On Wed, May 13, 2020 at 12:56 PM Alex Ott <ale...@gmail.com> wrote:

Thank you very much!

On Wed, May 13, 2020 at 6:49 PM Ebad Ahmadzadeh <mahmadza...@my.fit.edu> wrote:
Absolutely.
OSS Spark version: 2.2.1
Pyspark version: 2.2.1
Python 3.4.7
BYOS JAR file included with spark-submit - version: dse-6.7.7 (scala 2.11)
# Code:
from pyspark.sql import SparkSession
from pyspark.sql.functions import col

spark = SparkSession.builder \
.appName("DirectJoinTest") \
.config("spark.sql.extensions", "com.datastax.spark.connector.DseSparkExtensions") \
.getOrCreate()

# Apache Spark 2.4.x has a known issue (SPARK-25003) that requires explicit activation
# of the extension and cloning of the session. This is unnecessary in Apache Spark 3.x.
if spark.sparkContext.version < "3.":
spark.sparkContext._jvm.com.datastax.spark.connector.DseSparkExtensions().apply(spark._jsparkSession.extensions())
spark = SparkSession(spark.sparkContext, spark._jsparkSession.cloneSession())

# Now test DirectJoin
# the large Cassandra table

acc_df = spark.read.format(
"org.apache.spark.sql.cassandra"
).options(
keyspace="crm", table="account"
).load().select(

"env_name", col("id").alias("account_id"), "industry", "number_of_employees", "annual_revenue"
)

# The small Cassandra table:

opp_df = spark.read.format(
"org.apache.spark.sql.cassandra"
).options(
keyspace="crm", table="opportunity"
).load().select(
"env_name", "account_id", "id", "name"

).join(

acc_df,
["account_id", "env_name"]
).explain()

== Physical Plan ==
*Project [account_id#38, env_name#37, id#36, name#52, industry#4, number_of_employees#10L, annual_revenue#2]
+- *Project [env_name#37, account_id#38, id#36, name#52, env_name#1, id#0 AS account_id#29, industry#4, number_of_employees#10L, annual_revenue#2]
+- DSE Direct Join [id = account_id#38, env_name = env_name#37] crm.account - Reading (id, env_name, annual_revenue, number_of_employees, industry) Pushed {}
+- *Filter isnotnull(account_id#38)
+- *Scan org.apache.spark.sql.cassandra.CassandraSourceRelation [env_name#37,account_id#38,id#36,name#52] PushedFilters: [IsNotNull(account_id)], ReadSchema: struct<env_name:string,account_id:string,id:string,name:string>

On Wed, May 13, 2020 at 12:36 PM Alex Ott <ale...@gmail.com> wrote:
Can you share your setup, so it could be reused by other? :-)

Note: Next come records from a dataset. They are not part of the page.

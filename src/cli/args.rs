//! CLI argument definitions and `LaunchProfile` construction.
use std::ffi::OsString;

use anyhow::Result;
use clap::Parser;

use super::{resolve_base_dir_override, resolve_config_source, resolve_dry_run, LaunchProfile};
use crate::lib::errors::ConfigError;

const BIN_NAME: &str = "serial-plotter-launcher";
const ESCAPE: &str = "--";

/// Command-line arguments.
///
/// The launcher owns no flags: everything after the binary name, including
/// `--help`, `--version` and `--`, belongs to the delegated program.
#[derive(Debug, Clone, Parser)]
#[command(
    name = BIN_NAME,
    author,
    version,
    about = "Run serial_plotter.py inside its virtual environment",
    long_about = None,
    disable_help_flag = true,
    disable_version_flag = true
)]
pub struct LaunchArgs {
    /// Arguments forwarded verbatim to the delegated program.
    #[arg(trailing_var_arg = true, allow_hyphen_values = true, value_name = "ARGS")]
    pub forwarded: Vec<OsString>,
}

impl LaunchArgs {
    /// Parse the process arguments.
    pub fn from_env() -> Result<Self> {
        Self::from_os_args(std::env::args_os())
    }

    /// Parse an argv (binary name first).
    ///
    /// An escape is injected after the binary name so clap treats every
    /// remaining token as a value, a literal `--` included.
    pub fn from_os_args<I, T>(argv: I) -> Result<Self>
    where
        I: IntoIterator<Item = T>,
        T: Into<OsString>,
    {
        let mut argv = argv.into_iter().map(Into::into);
        let bin = argv.next().unwrap_or_else(|| OsString::from(BIN_NAME));
        let escaped = std::iter::once(bin)
            .chain(std::iter::once(OsString::from(ESCAPE)))
            .chain(argv);
        Ok(Self::try_parse_from(escaped)?)
    }

    /// Build a `LaunchProfile` from the forwarded args and environment variables.
    pub fn into_profile(self) -> Result<LaunchProfile, ConfigError> {
        Ok(LaunchProfile {
            config_source: resolve_config_source(),
            base_dir_override: resolve_base_dir_override()?,
            dry_run: resolve_dry_run(),
            forwarded_args: self.forwarded,
        })
    }
}
use std::{
    fs,
    os::unix::fs::PermissionsExt,
    path::{Path, PathBuf},
    process::{Command, Output},
};

use tempfile::{tempdir, TempDir};

pub const BINARY_PATH: &str = env!("CARGO_BIN_EXE_serial-plotter-launcher");
pub const PROGRAM_RELATIVE: &str = "serial_plotter/serial_plotter.py";

/// Stand-in interpreter: records argv and selected variables, then exits
/// with `FAKE_EXIT_CODE`.
const FAKE_PYTHON: &str = r#"#!/bin/sh
: > "$FAKE_RECORD"
for arg in "$@"; do
  printf '%s\n' "$arg" >> "$FAKE_RECORD"
done
printf 'VIRTUAL_ENV=%s\n' "$VIRTUAL_ENV" > "$FAKE_RECORD.env"
printf 'PYTHONHOME=%s\n' "${PYTHONHOME-<unset>}" >> "$FAKE_RECORD.env"
exit "${FAKE_EXIT_CODE:-0}"
"#;

/// A temporary install directory laid out like a deployed plotter.
pub struct Install {
    _dir: TempDir,
    root: PathBuf,
}

impl Install {
    pub fn new() -> Self {
        Self::with_env_subpath(".venv")
    }

    pub fn with_env_subpath(subpath: &str) -> Self {
        let dir = tempdir().expect("can create temporary install directory");
        let root = dir.path().to_path_buf();
        Self::lay_out(dir, root, subpath)
    }

    /// Install placed in `<tmp>/<name>` rather than directly in the temp dir.
    pub fn named(name: &str) -> Self {
        let dir = tempdir().expect("can create temporary install directory");
        let root = dir.path().join(name);
        Self::lay_out(dir, root, ".venv")
    }

    fn lay_out(dir: TempDir, root: PathBuf, subpath: &str) -> Self {
        let bin = root.join(subpath).join("bin");
        fs::create_dir_all(&bin).expect("can create venv bin dir");
        fs::write(bin.join("activate"), "# venv activate\n").expect("can write activate");
        write_executable(&bin.join("python"), FAKE_PYTHON);

        let program = root.join(PROGRAM_RELATIVE);
        fs::create_dir_all(program.parent().expect("program has parent"))
            .expect("can create program dir");
        fs::write(&program, "#!/usr/bin/env python3\n").expect("can write program");
        Self { _dir: dir, root }
    }

    pub fn path(&self) -> &Path {
        &self.root
    }

    /// Replace the stand-in interpreter with a custom script.
    pub fn set_interpreter(&self, body: &str) {
        write_executable(&self.env_root().join("bin/python"), body);
    }

    pub fn program(&self) -> PathBuf {
        self.path().join(PROGRAM_RELATIVE)
    }

    pub fn env_root(&self) -> PathBuf {
        self.path().join(".venv")
    }

    fn record_path(&self) -> PathBuf {
        self.path().join("invocation.txt")
    }

    /// Launcher command pointed at this install via `SERIAL_PLOTTER_BASE_DIR`.
    pub fn command(&self, args: &[&str]) -> Command {
        let mut command = self.bare_command(args);
        command.env("SERIAL_PLOTTER_BASE_DIR", self.path());
        command
    }

    /// Launcher command relying on the working directory and config file only.
    pub fn bare_command(&self, args: &[&str]) -> Command {
        let mut command = Command::new(BINARY_PATH);
        command
            .args(args)
            .current_dir(self.path())
            .env_remove("SERIAL_PLOTTER_BASE_DIR")
            .env_remove("SERIAL_PLOTTER_LAUNCHER_CONFIG")
            .env_remove("SERIAL_PLOTTER_DRY_RUN")
            .env("PYTHONHOME", "/should/not/leak")
            .env("RUST_LOG", "warn")
            .env("FAKE_RECORD", self.record_path());
        command
    }

    /// Lines the fake interpreter received as argv, or `None` if it never ran.
    pub fn recorded_argv(&self) -> Option<Vec<String>> {
        let body = fs::read_to_string(self.record_path()).ok()?;
        Some(body.lines().map(str::to_string).collect())
    }

    pub fn recorded_env(&self) -> Option<Vec<String>> {
        let mut path = self.record_path().into_os_string();
        path.push(".env");
        let body = fs::read_to_string(PathBuf::from(path)).ok()?;
        Some(body.lines().map(str::to_string).collect())
    }
}

pub fn run(command: &mut Command) -> Output {
    command.output().expect("launcher should start")
}

fn write_executable(path: &Path, body: &str) {
    fs::write(path, body).expect("can write script");
    let mut perms = fs::metadata(path).expect("script metadata").permissions();
    perms.set_mode(0o755);
    fs::set_permissions(path, perms).expect("can chmod script");
}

On Wed, May 13, 2020 at 6:24 PM Ebad Ahmadzadeh <mahmadza...@my.fit.edu> wrote:
OMG It worked!

opp_df = spark.read.format(
... "org.apache.spark.sql.cassandra"
... ).options(
... keyspace="crm", table="opportunity"
... ).load().select(
... "env_name", "account_id", "id", "name"
... ).join(
... acc_df,
... ["account_id", "env_name"]
... ).explain()
== Physical Plan ==
*Project [account_id#38, env_name#37, id#36, name#52, industry#4, number_of_employees#10L, annual_revenue#2]
+- *Project [env_name#37, account_id#38, id#36, name#52, env_name#1, id#0 AS account_id#29, industry#4, number_of_employees#10L, annual_revenue#2]
+- DSE Direct Join [id = account_id#38, env_name = env_name#37] crm.account - Reading (id, env_name, annual_revenue, number_of_employees, industry) Pushed {}
+- *Filter isnotnull(account_id#38)
+- *Scan org.apache.spark.sql.cassandra.CassandraSourceRelation [env_name#37,account_id#38,id#36,name#52] PushedFilters: [IsNotNull(account_id)], ReadSchema: struct<env_name:string,account_id:string,id:string,name:string>

On Wed, May 13, 2020 at 12:13 PM Alex Ott <ale...@gmail.com> wrote:
Yes, Spark 2.3 also has that problem with BYOS < 6.8 - I'm doing a lot of BYOS, and saw that (I really wrote that in my first email :-)
If you don't need functionality, like, DSEFS, why not use Spark Cassandra Connector 2.5? It works with Spark 2.4 just fine.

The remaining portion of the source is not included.